**What you will do:**
Write out the records below once more, exactly as they stand.
══ Source information
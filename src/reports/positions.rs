use chrono::NaiveDate;
use rust_decimal::Decimal;
use serde::Serialize;

use super::{CASH_TICKER, PORTFOLIO_TICKER, UNMAPPED_TICKER};
use crate::models::TickerMap;
use crate::portfolio::ValuationPoint;

/// Per-date holding value, plus cash and portfolio pseudo-rows.
#[derive(Debug, Clone, PartialEq, Eq, Serialize)]
pub struct PositionRow {
    #[serde(rename = "Date")]
    pub date: NaiveDate,
    #[serde(rename = "Ticker")]
    pub ticker: String,
    #[serde(rename = "Name")]
    pub name: String,
    #[serde(rename = "Shares")]
    pub shares: Decimal,
    #[serde(rename = "Value_Per_Share")]
    pub value_per_share: Decimal,
    #[serde(rename = "Total_Value")]
    pub total_value: Decimal,
}

impl PositionRow {
    fn pseudo(date: NaiveDate, ticker: &str, name: &str, value: Decimal) -> Self {
        Self {
            date,
            ticker: ticker.to_string(),
            name: name.to_string(),
            shares: Decimal::ONE,
            value_per_share: value.round_dp(4),
            total_value: value.round_dp(2),
        }
    }
}

/// Expand valuation points into per-position rows.
///
/// Each point yields a `CASH` row, one row per held and priced product, then a
/// `PORTFOLIO` row carrying the point's total.
pub fn position_history(points: &[ValuationPoint], tickers: &TickerMap) -> Vec<PositionRow> {
    let mut rows = Vec::new();

    for point in points {
        let date = point.timestamp.date();
        rows.push(PositionRow::pseudo(date, CASH_TICKER, "Cash", point.cash_value));

        for (product, position) in &point.positions {
            let Some(unit_price) = position.unit_price else {
                continue;
            };
            if position.shares.is_zero() {
                continue;
            }
            let value = point
                .per_asset_value
                .get(product)
                .copied()
                .unwrap_or(position.shares * unit_price);
            rows.push(PositionRow {
                date,
                ticker: tickers
                    .symbol(product)
                    .unwrap_or(UNMAPPED_TICKER)
                    .to_string(),
                name: product.clone(),
                shares: position.shares,
                value_per_share: unit_price.round_dp(4),
                total_value: value.round_dp(2),
            });
        }

        rows.push(PositionRow::pseudo(
            date,
            PORTFOLIO_TICKER,
            "Total Portfolio",
            point.total_value(),
        ));
    }

    rows
}

#[cfg(test)]
mod tests {
    use super::*;
    use crate::portfolio::Position;
    use rust_decimal_macros::dec;
    use std::collections::BTreeMap;

    fn point() -> ValuationPoint {
        let timestamp = NaiveDate::from_ymd_opt(2024, 1, 3)
            .unwrap()
            .and_hms_opt(23, 59, 59)
            .unwrap();
        let mut positions = BTreeMap::new();
        positions.insert(
            "ACME".to_string(),
            Position {
                shares: dec!(10),
                unit_price: Some(dec!(12)),
            },
        );
        positions.insert(
            "SOLD OUT".to_string(),
            Position {
                shares: Decimal::ZERO,
                unit_price: Some(dec!(5)),
            },
        );
        positions.insert(
            "NO QUOTE".to_string(),
            Position {
                shares: dec!(3),
                unit_price: None,
            },
        );
        let mut per_asset_value = BTreeMap::new();
        per_asset_value.insert("ACME".to_string(), dec!(120));

        ValuationPoint {
            timestamp,
            per_asset_value,
            positions,
            cash_value: dec!(900),
            total_deposits: dec!(1000),
        }
    }

    #[test]
    fn cash_first_then_priced_holdings_then_total() {
        let tickers = TickerMap::new().with("ACME", "ACME.AS", false);

        let rows = position_history(&[point()], &tickers);

        let tickers: Vec<&str> = rows.iter().map(|r| r.ticker.as_str()).collect();
        assert_eq!(tickers, vec!["CASH", "ACME.AS", "PORTFOLIO"]);
        assert_eq!(rows[0].total_value, dec!(900));
        assert_eq!(rows[1].shares, dec!(10));
        assert_eq!(rows[1].total_value, dec!(120));
        assert_eq!(rows[2].name, "Total Portfolio");
        assert_eq!(rows[2].total_value, dec!(1020));
    }
}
════
**Completed task:**
filename src/reports/positions.rs
use chrono::NaiveDate;
use rust_decimal::Decimal;
use serde::Serialize;

use super::{CASH_TICKER, PORTFOLIO_TICKER, UNMAPPED_TICKER};
use crate::models::TickerMap;
use crate::portfolio::ValuationPoint;

/// Per-date holding value, plus cash and portfolio pseudo-rows.
#[derive(Debug, Clone, PartialEq, Eq, Serialize)]
pub struct PositionRow {
    #[serde(rename = "Date")]
    pub date: NaiveDate,
    #[serde(rename = "Ticker")]
    pub ticker: String,
    #[serde(rename = "Name")]
    pub name: String,
    #[serde(rename = "Shares")]
    pub shares: Decimal,
    #[serde(rename = "Value_Per_Share")]
    pub value_per_share: Decimal,
    #[serde(rename = "Total_Value")]
    pub total_value: Decimal,
}

impl PositionRow {
    fn pseudo(date: NaiveDate, ticker: &str, name: &str, value: Decimal) -> Self {
        Self {
            date,
            ticker: ticker.to_string(),
            name: name.to_string(),
            shares: Decimal::ONE,
            value_per_share: value.round_dp(4),
            total_value: value.round_dp(2),
        }
    }
}

/// Expand valuation points into per-position rows.
///
/// Each point yields a `CASH` row, one row per held and priced product, then a
/// `PORTFOLIO` row carrying the point's total.
pub fn position_history(points: &[ValuationPoint], tickers: &TickerMap) -> Vec<PositionRow> {
    let mut rows = Vec::new();

    for point in points {
        let date = point.timestamp.date();
        rows.push(PositionRow::pseudo(date, CASH_TICKER, "Cash", point.cash_value));

        for (product, position) in &point.positions {
            let Some(unit_price) = position.unit_price else {
                continue;
            };
            if position.shares.is_zero() {
                continue;
            }
            let value = point
                .per_asset_value
                .get(product)
                .copied()
                .unwrap_or(position.shares * unit_price);
            rows.push(PositionRow {
                date,
                ticker: tickers
                    .symbol(product)
                    .unwrap_or(UNMAPPED_TICKER)
                    .to_string(),
                name: product.clone(),
                shares: position.shares,
                value_per_share: unit_price.round_dp(4),
                total_value: value.round_dp(2),
            });
        }

        rows.push(PositionRow::pseudo(
            date,
            PORTFOLIO_TICKER,
            "Total Portfolio",
            point.total_value(),
        ));
    }

    rows
}

#[cfg(test)]
mod tests {
    use super::*;
    use crate::portfolio::Position;
    use rust_decimal_macros::dec;
    use std::collections::BTreeMap;

    fn point() -> ValuationPoint {
        let timestamp = NaiveDate::from_ymd_opt(2024, 1, 3)
            .unwrap()
            .and_hms_opt(23, 59, 59)
            .unwrap();
        let mut positions = BTreeMap::new();
        positions.insert(
            "ACME".to_string(),
            Position {
                shares: dec!(10),
                unit_price: Some(dec!(12)),
            },
        );
        positions.insert(
            "SOLD OUT".to_string(),
            Position {
                shares: Decimal::ZERO,
                unit_price: Some(dec!(5)),
            },
        );
        positions.insert(
            "NO QUOTE".to_string(),
            Position {
                shares: dec!(3),
                unit_price: None,
            },
        );
        let mut per_asset_value = BTreeMap::new();
        per_asset_value.insert("ACME".to_string(), dec!(120));

        ValuationPoint {
            timestamp,
            per_asset_value,
            positions,
            cash_value: dec!(900),
            total_deposits: dec!(1000),
        }
    }

    #[test]
    fn cash_first_then_priced_holdings_then_total() {
        let tickers = TickerMap::new().with("ACME", "ACME.AS", false);

        let rows = position_history(&[point()], &tickers);

        let tickers: Vec<&str> = rows.iter().map(|r| r.ticker.as_str()).collect();
        assert_eq!(tickers, vec!["CASH", "ACME.AS", "PORTFOLIO"]);
        assert_eq!(rows[0].total_value, dec!(900));
        assert_eq!(rows[1].shares, dec!(10));
        assert_eq!(rows[1].total_value, dec!(120));
        assert_eq!(rows[2].name, "Total Portfolio");
        assert_eq!(rows[2].total_value, dec!(1020));
    }
}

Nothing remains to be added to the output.